= Dorte Olesen =

Danish mathematician

Dorte Marianne Olesen (born 1948) is a Danish mathematician. In 1988 at Roskilde University, she became the first Danish woman to be appointed a full professor of mathematics. She has also played a leading role in the development of education and research networks, both in Denmark and at the European level.

==Early life, education, and family==
Born on 8 January 1948 in Hillerød, she was the daughter of the medical specialist and academic Knud Henning Olesen (1920–2007) and the physician Irene Mariane Pedersen (1919–2004). After matriculating from Sortedam Gymnasium in Copenhagen, following in her parents¨footsteps she began to read medicine at Copenhagen University, hoping to become a biophysicist. As this was not possible, she studied mathematics instead, graduating in 1973 and receiving the university's gold medal for a dissertation on operator algebra. She went on to Odense University where she received a Lic.Scient (equivalent to a PhD) in mathematics in 1975.

She also went on study trips to Philadelphia (1971–72) and Marseille (1974 & 1979) and was a guest professor at Berkeley (1984–85).

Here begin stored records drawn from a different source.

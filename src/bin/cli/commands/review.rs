use anyhow::{bail, Context, Result};
use chrono::Utc;

use linguaverse_lib::srs::{vocabulary_id, Grade, ReviewOutcome, ReviewSession};
use uuid::Uuid;

use crate::app::App;
use crate::OutputFormat;

pub fn run_start(app: &App, format: &OutputFormat) -> Result<()> {
    let session = app
        .storage
        .begin_review(app.config.review.batch_size, Utc::now())
        .context("Failed to start review")?;

    let Some(session) = session else {
        match format {
            OutputFormat::Json => println!("null"),
            OutputFormat::Plain => println!("Nothing to review yet. Learn some words first."),
        }
        return Ok(());
    };

    match format {
        OutputFormat::Json => {
            let output = serde_json::json!({
                "id": session.id.to_string(),
                "topic": session.topic(),
                "words": session.words,
                "startedAt": session.started_at.to_rfc3339(),
            });
            println!("{}", serde_json::to_string_pretty(&output)?);
        }
        OutputFormat::Plain => {
            println!("Review started with {} words:", session.words.len());
            for word in &session.words {
                println!("  {}", word);
            }
            println!("\nTopic: {}", session.topic());
        }
    }

    Ok(())
}

/// Normalise `--missed` words the way `learn` normalises taught words
fn missed_words(missed: &[String]) -> Vec<String> {
    missed
        .iter()
        .map(|w| w.trim().to_string())
        .filter(|w| !w.is_empty())
        .collect()
}

/// Missed words fail, every other pinned word gets `pass_grade`. Missed words
/// outside the session are kept so the store rejects them.
fn review_outcomes(session: &ReviewSession, missed_ids: &[Uuid], pass_grade: Grade) -> Vec<ReviewOutcome> {
    let mut outcomes: Vec<ReviewOutcome> = session
        .item_ids
        .iter()
        .map(|&item_id| ReviewOutcome {
            item_id,
            grade: if missed_ids.contains(&item_id) {
                Grade::FAIL
            } else {
                pass_grade
            },
        })
        .collect();
    for &item_id in missed_ids {
        if !session.contains(item_id) && !outcomes.iter().any(|o| o.item_id == item_id) {
            outcomes.push(ReviewOutcome { item_id, grade: Grade::FAIL });
        }
    }
    outcomes
}

pub fn run_complete(app: &App, missed: &[String], xp: u32, format: &OutputFormat) -> Result<()> {
    let pass_grade = app.pass_grade()?;
    let policy = app.lesson_policy()?;
    let missed = missed_words(missed);

    let pending = app
        .progress()?
        .pending_review
        .context("No review in progress. Run `linguaverse-cli review start` first.")?;
    let missed_ids: Vec<Uuid> = missed.iter().map(|w| vocabulary_id(w)).collect();
    for (word, id) in missed.iter().zip(&missed_ids) {
        if !pending.contains(*id) {
            bail!("'{}' is not part of the current review", word);
        }
    }

    let mut graded = None;
    let progress = app
        .storage
        .finish_review(
            |session| {
                graded = Some(session.clone());
                review_outcomes(session, &missed_ids, pass_grade)
            },
            xp,
            &policy,
            Utc::now(),
        )
        .context("Failed to complete review")?;
    let reviewed = graded.map(|s| s.words).unwrap_or_default();

    match format {
        OutputFormat::Json => {
            let output = serde_json::json!({
                "reviewed": reviewed,
                "missed": missed,
                "xp": progress.xp,
                "streak": progress.streak,
            });
            println!("{}", serde_json::to_string_pretty(&output)?);
        }
        OutputFormat::Plain => {
            println!(
                "Review complete: {} words, {} missed (+{} XP)",
                reviewed.len(),
                missed.len(),
                xp
            );
            println!("  Streak: {} days", progress.streak);
        }
    }

    Ok(())
}

pub fn run_cancel(app: &App, format: &OutputFormat) -> Result<()> {
    let session = app
        .storage
        .cancel_review()
        .context("Failed to cancel review")?;

    match format {
        OutputFormat::Json => {
            let output = serde_json::json!({ "cancelled": session.id.to_string() });
            println!("{}", serde_json::to_string_pretty(&output)?);
        }
        OutputFormat::Plain => println!("Review cancelled ({} words left unchanged)", session.words.len()),
    }

    Ok(())
}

When she was 23, Olesen married one of her assistant teachers at Copenhagen University, Gert Kjærgaard Pedersen (1940–2004), who became a prominent mathematics professor. Together they had three children, Just (born 1976), Oluf (1980) and Cecilie (1984).

==Career==

Olesen returned to Copenhagen University as a senior scholar in 1975, becoming a lecturer at the university's mathematical institute in 1980. In 1988, she was appointed Professor of Mathematics at Roskilde University, the first Danish woman to become a full professor in the field.

In 1989, she was appointed executive director of UNI-C, a Danish government department devoted to promoting the use of information technology in research and education. She managed the development of UNI-C until 2011, establishing the Danish NREN research network, developing computer services and experimenting with online support for education. In parallel, she also promoted the use of the internet for education, including its use in elementary schools, and supported the development of e-business for Denmark.

At the European level, in 1992 Olesen became a member of the European Commission's High Performance Computing and Networking Advisory Committee. From 2001 to 2005, she served on the commission's Expert Group on ICT in Education while acting as president of TERENA, the Trans-European Research and Education Networking Association, from 2003 to 2009. From 2010 to 2011 she participated in the commission's High Level Expert Group on the Future of GÉANT. In 2013, she was a member of the Expert Group on the Implementation of the ERA Communications. Finally, from 2014 to 2017, she served on the Board of Directors of GÉANT during the merger of DANTE and TERENA.

==Awards==
In 1992, Olesen was awarded the Order of the Dannebrog and in 2000, was honoured as a Knight of the First Class. She received the Tagea Brandts Rejselegat in 1987.